Movies Make for Two Vastly Different Emily Dickinsons
Juan Barquin reviews the newest movie-ode to Emily Dickinson, Wild Nights With Emily (aside: it's hilarious and poignant!), at Hyperallergic. The comparative question: "If both A Quiet Passion and Wild Nights with Emily are telling the same story, occasionally even depicting aspects of Dickinson’s personality in a similar manner, why are they so different?" More:
Olnek and Davies are vastly different filmmakers. Olnek is a proud queer woman whose debut feature was titled Codependent Lesbian Space Alien Seeks Same, while Davies is a queer man who once told an interviewer: “I have hated being gay, and I’ve been celibate for most of my life.” Olnek’s portrait of Emily Dickinson feels modern in every way. It frequently breaks the boundary between story and storyteller, directly critiques those who erase and manipulate history, and celebrates a romance between two women openly, from their first kiss to their last touch.

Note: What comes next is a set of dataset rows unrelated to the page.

//! HardMediumSoftScore - Three-level score with hard, medium, and soft constraints

use std::cmp::Ordering;
use std::fmt;

use super::traits::Score;
use super::ScoreLevel;

/// A score with hard, medium, and soft constraint levels.
///
/// Hard constraints must be satisfied for feasibility.
/// Medium constraints have higher priority than soft constraints.
/// Soft constraints are the lowest priority optimization objectives.
///
/// Comparison order: hard > medium > soft. The medium level is an ordinary
/// lexicographic level; no phase special-cases it.
///
/// # Examples
///
/// ```
/// use lodestar_core::HardMediumSoftScore;
///
/// let score1 = HardMediumSoftScore::of(0, -10, -100);
/// let score2 = HardMediumSoftScore::of(0, -5, -200);
///
/// // Better medium score wins even with worse soft score
/// assert!(score2 > score1);
/// ```
#[derive(Clone, Copy, PartialEq, Eq, Hash, Default)]
#[cfg_attr(feature = "serde", derive(serde::Serialize, serde::Deserialize))]
pub struct HardMediumSoftScore {
    hard: i64,
    medium: i64,
    soft: i64,
}

impl HardMediumSoftScore {
    /// The zero score.
    pub const ZERO: HardMediumSoftScore = HardMediumSoftScore {
        hard: 0,
        medium: 0,
        soft: 0,
    };

    /// One hard constraint unit.
    pub const ONE_HARD: HardMediumSoftScore = HardMediumSoftScore {
        hard: 1,
        medium: 0,
        soft: 0,
    };

    /// One medium constraint unit.
    pub const ONE_MEDIUM: HardMediumSoftScore = HardMediumSoftScore {
        hard: 0,
        medium: 1,
        soft: 0,
    };

    /// One soft constraint unit.
    pub const ONE_SOFT: HardMediumSoftScore = HardMediumSoftScore {
        hard: 0,
        medium: 0,
        soft: 1,
    };

    /// Creates a new HardMediumSoftScore.
    #[inline]
    pub const fn of(hard: i64, medium: i64, soft: i64) -> Self {
        HardMediumSoftScore { hard, medium, soft }
    }

    /// Creates a score with only a hard component.
    #[inline]
    pub const fn of_hard(hard: i64) -> Self {
        Self::of(hard, 0, 0)
    }

    /// Creates a score with only a medium component.
    #[inline]
    pub const fn of_medium(medium: i64) -> Self {
        Self::of(0, medium, 0)
    }

    /// Creates a score with only a soft component.
    #[inline]
    pub const fn of_soft(soft: i64) -> Self {
        Self::of(0, 0, soft)
    }

    /// Returns the hard score component.
    #[inline]
    pub const fn hard(&self) -> i64 {
        self.hard
    }

    /// Returns the medium score component.
    #[inline]
    pub const fn medium(&self) -> i64 {
        self.medium
    }

    /// Returns the soft score component.
    #[inline]
    pub const fn soft(&self) -> i64 {
        self.soft
    }
}

impl Score for HardMediumSoftScore {
    #[inline]
    fn is_feasible(&self) -> bool {
        self.hard >= 0 && self.medium >= 0
    }

    #[inline]
    fn zero() -> Self {
        HardMediumSoftScore::ZERO
    }

    #[inline]
    fn levels_count() -> usize {
        3
    }

    fn to_level_numbers(&self) -> Vec<i64> {
        vec![self.hard, self.medium, self.soft]
    }

    fn from_level_numbers(levels: &[i64]) -> Self {
        assert_eq!(
            levels.len(),
            3,
            "HardMediumSoftScore requires exactly 3 levels"
        );
        HardMediumSoftScore::of(levels[0], levels[1], levels[2])
    }

    impl_score_arith!(HardMediumSoftScore { hard, medium, soft } => of);

    fn level_label(index: usize) -> ScoreLevel {
        match index {
            0 => ScoreLevel::Hard,
            1 => ScoreLevel::Medium,
            2 => ScoreLevel::Soft,
            _ => panic!("HardMediumSoftScore has 3 levels, got index {}", index),
        }
    }

    #[inline]
    fn to_scalar(&self) -> f64 {
        self.hard as f64 * 1_000_000_000_000.0 + self.medium as f64 * 1_000_000.0 + self.soft as f64
    }
}

impl Ord for HardMediumSoftScore {
    fn cmp(&self, other: &Self) -> Ordering {
        self.hard
            .cmp(&other.hard)
            .then_with(|| self.medium.cmp(&other.medium))
            .then_with(|| self.soft.cmp(&other.soft))
    }
}

impl_score_ops!(HardMediumSoftScore { hard, medium, soft } => of);

impl fmt::Debug for HardMediumSoftScore {
    fn fmt(&self, f: &mut fmt::Formatter<'_>) -> fmt::Result {
        write!(
            f,
            "HardMediumSoftScore({}, {}, {})",
            self.hard, self.medium, self.soft
        )
    }
}

impl fmt::Display for HardMediumSoftScore {
    fn fmt(&self, f: &mut fmt::Formatter<'_>) -> fmt::Result {
        write!(f, "{}hard/{}medium/{}soft", self.hard, self.medium, self.soft)
    }
}

impl_score_parse!(HardMediumSoftScore { hard => "hard", medium => "medium", soft => "soft" } => of);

But Davies’ style of haunting, deeply personal cinema, grounded in his own suffering more than anything else, is no less queer; it’s just that his queerness manifests in a far different form than Olnek’s. While he can be critiqued for entirely ignoring Emily and Susan’s letters, A Quiet Passion is impacting in its own way. As Michael Koresky notes in his book on Terence Davies (an excerpt of which is featured here), “The beauty that emerges from such pain reveals a method of re-appropriating the past that we might call ‘queer’ in the way it reconstitutes shards of Davies’s cultural and familial detritus into new forms.”